ACTIVITY
Find every line in the records below that holds the word "flags", and copy each one.

(Collected data entries)
══════
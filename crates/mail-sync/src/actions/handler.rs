//! Action handler for local flag edits
//!
//! Edits are applied to storage at once and remembered as pending until the
//! server reports the same state, so a sync never reverts them.

use anyhow::{Result, anyhow};
use log::info;

use crate::models::{PendingFlagEdits, flags};
use crate::storage::FolderStorage;

/// Handler for flag actions like read/unread and star
///
/// Actions are performed in two steps:
/// 1. Update the stored header, which notifies any slice showing it
/// 2. Record the edit as pending so reconciliation keeps it
pub struct ActionHandler<'a> {
    storage: &'a mut FolderStorage,
}

impl<'a> ActionHandler<'a> {
    pub fn new(storage: &'a mut FolderStorage) -> Self {
        Self { storage }
    }

    /// Set or clear any flag on a message.
    ///
    /// Returns whether the stored header changed.
    pub fn set_flag(&mut self, date: i64, id: u64, flag: &str, on: bool) -> Result<bool> {
        info!(
            "{} {} on message {} in {}",
            if on { "Setting" } else { "Clearing" },
            flag,
            id,
            self.storage.folder_id()
        );
        self.storage.set_local_flag(date, id, flag, on)
    }

    /// Mark a message as read or unread
    pub fn set_read(&mut self, date: i64, id: u64, is_read: bool) -> Result<bool> {
        self.set_flag(date, id, flags::SEEN, is_read)
    }

    /// Toggle read status for a message
    ///
    /// Returns the new read state (true = read, false = unread).
    pub fn toggle_read(&mut self, date: i64, id: u64) -> Result<bool> {
        let new_is_read = !self.has_flag(date, id, flags::SEEN)?;
        self.set_read(date, id, new_is_read)?;
        Ok(new_is_read)
    }

    pub fn set_starred(&mut self, date: i64, id: u64, starred: bool) -> Result<bool> {
        self.set_flag(date, id, flags::FLAGGED, starred)
    }

    /// Toggle star status for a message
    ///
    /// Returns the new starred state (true = starred, false = unstarred).
    pub fn toggle_star(&mut self, date: i64, id: u64) -> Result<bool> {
        let new_starred = !self.has_flag(date, id, flags::FLAGGED)?;
        self.set_starred(date, id, new_starred)?;
        Ok(new_starred)
    }

    /// The server accepted the edit to `flag`; stop holding it
    pub fn acknowledge(&mut self, id: u64, flag: &str) {
        self.storage.acknowledge_flag(id, flag);
    }

    /// Edits on a message the server has not confirmed yet
    pub fn pending(&self, id: u64) -> Option<&PendingFlagEdits> {
        self.storage.pending_flag_edits(id)
    }

    fn has_flag(&mut self, date: i64, id: u64, flag: &str) -> Result<bool> {
        let header = self
            .storage
            .get_message_header(date, id)?
            .ok_or_else(|| anyhow!("No message {} in {}", id, self.storage.folder_id()))?;
        Ok(header.has_flag(flag))
    }
}
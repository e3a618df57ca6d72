//! # Font Management
//!
//! The report is set entirely in the standard PDF Helvetica family, which
//! readers provide themselves, so nothing is embedded. This module maps a
//! [`FontWeight`] to the concrete standard font and measures text with its
//! metrics.

pub mod metrics;

pub use metrics::StandardFontMetrics;

use crate::style::FontWeight;

/// The standard PDF fonts the report draws with.
#[derive(Debug, Clone, Copy, PartialEq, Eq, Hash, PartialOrd, Ord)]
pub enum StandardFont {
    Helvetica,
    HelveticaBold,
}

impl StandardFont {
    /// Every font the writer registers, in resource order (`/F0`, `/F1`).
    pub const ALL: [StandardFont; 2] = [StandardFont::Helvetica, StandardFont::HelveticaBold];

    /// The PDF name for this font.
    pub fn pdf_name(&self) -> &'static str {
        match self {
            Self::Helvetica => "Helvetica",
            Self::HelveticaBold => "Helvetica-Bold",
        }
    }

    pub fn for_weight(weight: FontWeight) -> Self {
        match weight {
            FontWeight::Regular => Self::Helvetica,
            FontWeight::Bold => Self::HelveticaBold,
        }
    }

    /// Resource index used in content streams.
    pub fn resource_index(&self) -> usize {
        match self {
            Self::Helvetica => 0,
            Self::HelveticaBold => 1,
        }
    }

    pub fn metrics(&self) -> &'static StandardFontMetrics {
        match self {
            Self::Helvetica => &metrics::HELVETICA,
            Self::HelveticaBold => &metrics::HELVETICA_BOLD,
        }
    }
}

/// Shared font context used by text layout and the canvas.
#[derive(Debug, Clone, Default)]
pub struct FontContext;

impl FontContext {
    pub fn new() -> Self {
        Self
    }

    /// Get the advance width of a single character in points.
    pub fn char_width(&self, ch: char, weight: FontWeight, font_size: f64) -> f64 {
        StandardFont::for_weight(weight)
            .metrics()
            .char_width(ch, font_size)
    }

    /// Measure the width of a string in points.
    pub fn measure_string(&self, text: &str, weight: FontWeight, font_size: f64) -> f64 {
        StandardFont::for_weight(weight)
            .metrics()
            .measure_string(text, font_size)
    }
}

#[cfg(test)]
mod tests {
    use super::*;

    #[test]
    fn test_font_context_bold_wider() {
        let ctx = FontContext::new();
        let regular = ctx.measure_string("Compliance", FontWeight::Regular, 12.0);
        let bold = ctx.measure_string("Compliance", FontWeight::Bold, 12.0);
        assert!(bold > regular, "Bold text should be wider than regular");
    }

    #[test]
    fn test_resource_indices_match_order() {
        for (i, font) in StandardFont::ALL.iter().enumerate() {
            assert_eq!(font.resource_index(), i);
        }
    }
}
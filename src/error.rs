//! Error types for report generation.
//!
//! Image failures are recovered where they happen: the renderer substitutes a
//! placeholder and carries on. Everything a caller can see collapses into
//! [`ReportError`], which only distinguishes whether a retry could help.

use thiserror::Error;

use crate::store::StoreError;

/// A photo that could not be turned into an embeddable image.
#[derive(Debug, Clone, PartialEq, Eq, Error)]
pub enum ImageError {
    /// The payload is corrupt or not a supported raster format.
    #[error("photo {photo_id} could not be decoded: {reason}")]
    Decode { photo_id: String, reason: String },
    /// The payload could not be retrieved.
    #[error("photo {photo_id} could not be fetched: {reason}")]
    Fetch { photo_id: String, reason: String },
}

impl ImageError {
    pub fn decode(photo_id: &str, reason: impl Into<String>) -> Self {
        ImageError::Decode {
            photo_id: photo_id.to_string(),
            reason: reason.into(),
        }
    }

    pub fn fetch(photo_id: &str, reason: impl Into<String>) -> Self {
        ImageError::Fetch {
            photo_id: photo_id.to_string(),
            reason: reason.into(),
        }
    }

    pub fn photo_id(&self) -> &str {
        match self {
            ImageError::Decode { photo_id, .. } | ImageError::Fetch { photo_id, .. } => photo_id,
        }
    }
}

/// The unified error type returned by the public generation API.
#[derive(Debug, Error)]
pub enum ReportError {
    /// Assessment JSON failed to parse.
    #[error("failed to parse assessment: {source}{}", hint_suffix(.hint))]
    ParseError {
        #[source]
        source: serde_json::Error,
        hint: String,
    },

    #[error("configuration error: {0}")]
    Config(#[from] config::ConfigError),

    #[error("I/O error: {0}")]
    Io(#[from] std::io::Error),

    /// The caller abandoned the request; partial output was discarded.
    #[error("report generation was cancelled")]
    Cancelled,

    #[error("report generation failed: {reason}")]
    GenerationFailed { retriable: bool, reason: String },
}

fn hint_suffix(hint: &str) -> String {
    if hint.is_empty() {
        String::new()
    } else {
        format!("\n  Hint: {}", hint)
    }
}

impl ReportError {
    /// Whether the same request might succeed if issued again.
    pub fn is_retriable(&self) -> bool {
        match self {
            ReportError::GenerationFailed { retriable, .. } => *retriable,
            ReportError::Io(_) | ReportError::Cancelled => true,
            ReportError::ParseError { .. } | ReportError::Config(_) => false,
        }
    }
}

impl From<serde_json::Error> for ReportError {
    fn from(e: serde_json::Error) -> Self {
        let hint = match e.classify() {
            serde_json::error::Category::Syntax => {
                "Check for trailing commas, missing quotes, or unescaped characters.".to_string()
            }
            serde_json::error::Category::Data => {
                "The JSON is valid but doesn't match the assessment schema. Check field names and types.".to_string()
            }
            serde_json::error::Category::Eof => {
                "Unexpected end of input. Is the file truncated?".to_string()
            }
            serde_json::error::Category::Io => String::new(),
        };
        ReportError::ParseError { source: e, hint }
    }
}

impl From<StoreError> for ReportError {
    fn from(e: StoreError) -> Self {
        ReportError::GenerationFailed {
            retriable: e.is_transient(),
            reason: e.to_string(),
        }
    }
}

#[cfg(test)]
mod tests {
    use super::*;

    #[test]
    fn test_parse_error_carries_hint() {
        let err: ReportError = serde_json::from_str::<serde_json::Value>("{\"a\":1,}")
            .unwrap_err()
            .into();
        let msg = err.to_string();
        assert!(msg.contains("Hint:"), "got: {msg}");
        assert!(!err.is_retriable());
    }

    #[test]
    fn test_store_errors_keep_retriability() {
        let transient: ReportError = StoreError::Unavailable("backend down".into()).into();
        assert!(transient.is_retriable());
        let permanent: ReportError = StoreError::NotFound("a-1".into()).into();
        assert!(!permanent.is_retriable());
    }

    #[test]
    fn test_image_error_names_photo() {
        let err = ImageError::decode("photo_7", "bad magic");
        assert_eq!(err.photo_id(), "photo_7");
        assert!(err.to_string().contains("photo_7"));
    }
}
//! Preview handles for locally picked photos.
//!
//! A photo picked on the capture side lives in a private temporary file until
//! it is uploaded or discarded. The session tracks every handle it hands out
//! and releases the file when the photo is removed from its list; dropping
//! the session releases whatever is left.

use std::collections::HashMap;
use std::io;
use std::path::{Path, PathBuf};

use chrono::Utc;
use tempfile::TempDir;
use tracing::{debug, warn};
use uuid::Uuid;

use crate::model::{Photo, PhotoSource};

#[derive(Debug)]
pub struct PreviewSession {
    dir: TempDir,
    handles: HashMap<String, PathBuf>,
}

impl PreviewSession {
    pub fn new() -> io::Result<Self> {
        let dir = tempfile::Builder::new().prefix("puwer-preview-").tempdir()?;
        Ok(Self {
            dir,
            handles: HashMap::new(),
        })
    }

    pub fn dir(&self) -> &Path {
        self.dir.path()
    }

    /// Write a picked photo to a preview file and return a photo pointing
    /// at it.
    pub fn attach(&mut self, bytes: &[u8], name: &str, mime_type: &str) -> io::Result<Photo> {
        let id = Uuid::new_v4().to_string();
        let path = self
            .dir
            .path()
            .join(format!("{}.{}", id, extension_for(mime_type)));
        std::fs::write(&path, bytes)?;
        self.handles.insert(id.clone(), path.clone());
        debug!(photo_id = %id, bytes = bytes.len(), "preview handle created");

        Ok(Photo {
            id,
            source: PhotoSource::Local { path },
            name: name.to_string(),
            mime_type: mime_type.to_string(),
            size: bytes.len() as u64,
            timestamp: Utc::now(),
        })
    }

    /// Remove a photo from its owning list and release its preview handle.
    pub fn remove(&mut self, photos: &mut Vec<Photo>, photo_id: &str) -> Option<Photo> {
        let index = photos.iter().position(|p| p.id == photo_id)?;
        let photo = photos.remove(index);
        self.release(photo_id);
        Some(photo)
    }

    /// Release one handle. Returns whether the session owned it.
    pub fn release(&mut self, photo_id: &str) -> bool {
        let Some(path) = self.handles.remove(photo_id) else {
            return false;
        };
        if let Err(e) = std::fs::remove_file(&path) {
            warn!(photo_id, path = %path.display(), error = %e, "failed to release preview handle");
        }
        true
    }

    /// Number of handles not yet released.
    pub fn outstanding(&self) -> usize {
        self.handles.len()
    }
}

impl Drop for PreviewSession {
    fn drop(&mut self) {
        if !self.handles.is_empty() {
            debug!(count = self.handles.len(), "releasing preview handles at session end");
        }
        let ids: Vec<String> = self.handles.keys().cloned().collect();
        for id in ids {
            self.release(&id);
        }
    }
}

fn extension_for(mime_type: &str) -> &'static str {
    match mime_type {
        "image/jpeg" | "image/jpg" => "jpg",
        "image/png" => "png",
        _ => "bin",
    }
}
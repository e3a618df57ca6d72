//! # PUWER Report
//!
//! Turns a completed equipment compliance assessment into a paginated PDF.
//!
//! The report is laid out *into* A4 pages. Content is first flattened into an
//! ordered list of blocks, each block asks a page cursor for space before it
//! draws, and the cursor alone decides where a page ends. Nothing is sliced
//! after the fact.
//!
//! ## Architecture
//!
//! ```text
//! Assessment + Question bank
//!       ↓
//!   [content]       : ordered render blocks, summary statistics
//!       ↓
//!   [photo]         : resolve + normalize photos (async, ordered, cancellable)
//!       ↓
//!   [layout]        : page cursor + block renderer → positioned draw commands
//!       ↓
//!   [pdf]           : serialize to PDF bytes, suggest a filename
//! ```
//!
//! Collaborators live beside the pipeline: [`questions`] loads the question
//! bank, [`store`] persists assessments, [`session`] owns preview files for
//! photos picked on the capture side.

pub mod config;
pub mod content;
pub mod error;
pub mod font;
pub mod image_loader;
pub mod layout;
pub mod model;
pub mod pdf;
pub mod photo;
pub mod questions;
pub mod session;
pub mod store;
pub mod style;
pub mod text;

use std::time::Duration;

use tokio_util::sync::CancellationToken;
use tracing::{info, instrument};

pub use config::ReportConfig;
pub use error::{ImageError, ReportError};
pub use model::{Answer, AnswerStatus, Assessment, EquipmentDetails, Photo, Question, Recommendation};
pub use photo::{DefaultPhotoStore, PhotoStore};
pub use questions::{CsvQuestionBank, QuestionBank};
pub use store::{AssessmentStore, MemoryStore, StoreError};

use content::ContentModelBuilder;
use font::FontContext;
use image_loader::ImageNormalizer;
use layout::cursor::PageFlowCursor;
use layout::render::BlockRenderer;
use layout::{LayoutPage, PageCanvas};
use pdf::{suggested_filename, DocumentAssembler, DocumentMetadata};
use photo::{prepare_images, PreparedImages};

/// A finished report, ready to be written out.
#[derive(Debug, Clone)]
pub struct Report {
    pub bytes: Vec<u8>,
    pub filename: String,
    pub page_count: usize,
}

/// Generates reports. One generator can serve many concurrent requests;
/// every call builds its own cursor, canvas and assembler.
pub struct ReportGenerator<S: PhotoStore = DefaultPhotoStore> {
    config: ReportConfig,
    store: S,
    normalizer: ImageNormalizer,
}

impl ReportGenerator<DefaultPhotoStore> {
    pub fn new(config: ReportConfig) -> Result<Self, ReportError> {
        let timeout = Duration::from_secs(config.photos.fetch_timeout_secs);
        let store = DefaultPhotoStore::new(timeout)?;
        Ok(Self::with_store(config, store))
    }
}

impl<S: PhotoStore> ReportGenerator<S> {
    pub fn with_store(config: ReportConfig, store: S) -> Self {
        let normalizer = ImageNormalizer::new(config.photos.jpeg_quality);
        Self {
            config,
            store,
            normalizer,
        }
    }

    pub fn config(&self) -> &ReportConfig {
        &self.config
    }

    /// Render `assessment` against `questions`.
    ///
    /// Photo failures never fail the report; they become placeholders. The
    /// only errors are cancellation and collaborator failures. When `cancel`
    /// fires, in-flight fetches stop and no partial output is returned.
    #[instrument(skip_all, fields(assessment_id = %assessment.id))]
    pub async fn generate(
        &self,
        assessment: &Assessment,
        questions: &[Question],
        cancel: &CancellationToken,
    ) -> Result<Report, ReportError> {
        info!(questions = questions.len(), "generating report");

        let blocks = ContentModelBuilder::new(&self.config.report.title).build(assessment, questions);
        let images = prepare_images(
            &blocks,
            &self.store,
            &self.normalizer,
            &self.config.photos,
            cancel,
        )
        .await?;
        if cancel.is_cancelled() {
            return Err(ReportError::Cancelled);
        }

        let pages = layout_report(&self.config, assessment, questions, &images);
        let mut assembler = DocumentAssembler::new(document_metadata(&self.config, assessment));
        assembler.add_pages(pages);
        let page_count = assembler.page_count();
        let bytes = assembler.serialize();

        if cancel.is_cancelled() {
            return Err(ReportError::Cancelled);
        }

        let filename = suggested_filename(&self.config.report.filename_prefix, assessment);
        info!(
            pages = page_count,
            bytes = bytes.len(),
            photo_failures = images.failures(),
            %filename,
            "report generated"
        );
        Ok(Report {
            bytes,
            filename,
            page_count,
        })
    }

    /// Load an assessment through `store` and render it.
    pub async fn generate_from_store<A: AssessmentStore + ?Sized>(
        &self,
        store: &A,
        assessment_id: &str,
        questions: &[Question],
        cancel: &CancellationToken,
    ) -> Result<Report, ReportError> {
        let assessment = store.get(assessment_id).await?;
        self.generate(&assessment, questions, cancel).await
    }
}

/// Lay out a report whose photos are already prepared. Synchronous and
/// infallible: blocks too tall for a page span pages.
pub fn layout_report(
    config: &ReportConfig,
    assessment: &Assessment,
    questions: &[Question],
    images: &PreparedImages,
) -> Vec<LayoutPage> {
    let blocks = ContentModelBuilder::new(&config.report.title).build(assessment, questions);
    let mut cursor = PageFlowCursor::new(&config.layout.page);
    let (width, height) = cursor.page_size();
    let mut canvas = PageCanvas::new(width, height, FontContext::new());
    BlockRenderer::new(config, images).render_all(&blocks, &mut cursor, &mut canvas);
    canvas.into_pages(cursor.page_count())
}

/// Parse an assessment from its JSON export.
pub fn parse_assessment(json: &str) -> Result<Assessment, ReportError> {
    Ok(serde_json::from_str(json)?)
}

fn document_metadata(config: &ReportConfig, assessment: &Assessment) -> DocumentMetadata {
    let title = match assessment.equipment_details.display_name() {
        Some(name) => format!("{} - {}", config.report.title, name),
        None => config.report.title.clone(),
    };
    DocumentMetadata {
        title: Some(title),
        author: model::non_blank(assessment.equipment_details.assessor.as_deref())
            .map(str::to_string),
    }
}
══════
EXPECTED ANSWER
use crate::models::{PendingFlagEdits, flags};
        self.set_flag(date, id, flags::SEEN, is_read)
        let new_is_read = !self.has_flag(date, id, flags::SEEN)?;
        self.set_flag(date, id, flags::FLAGGED, starred)
        let new_starred = !self.has_flag(date, id, flags::FLAGGED)?;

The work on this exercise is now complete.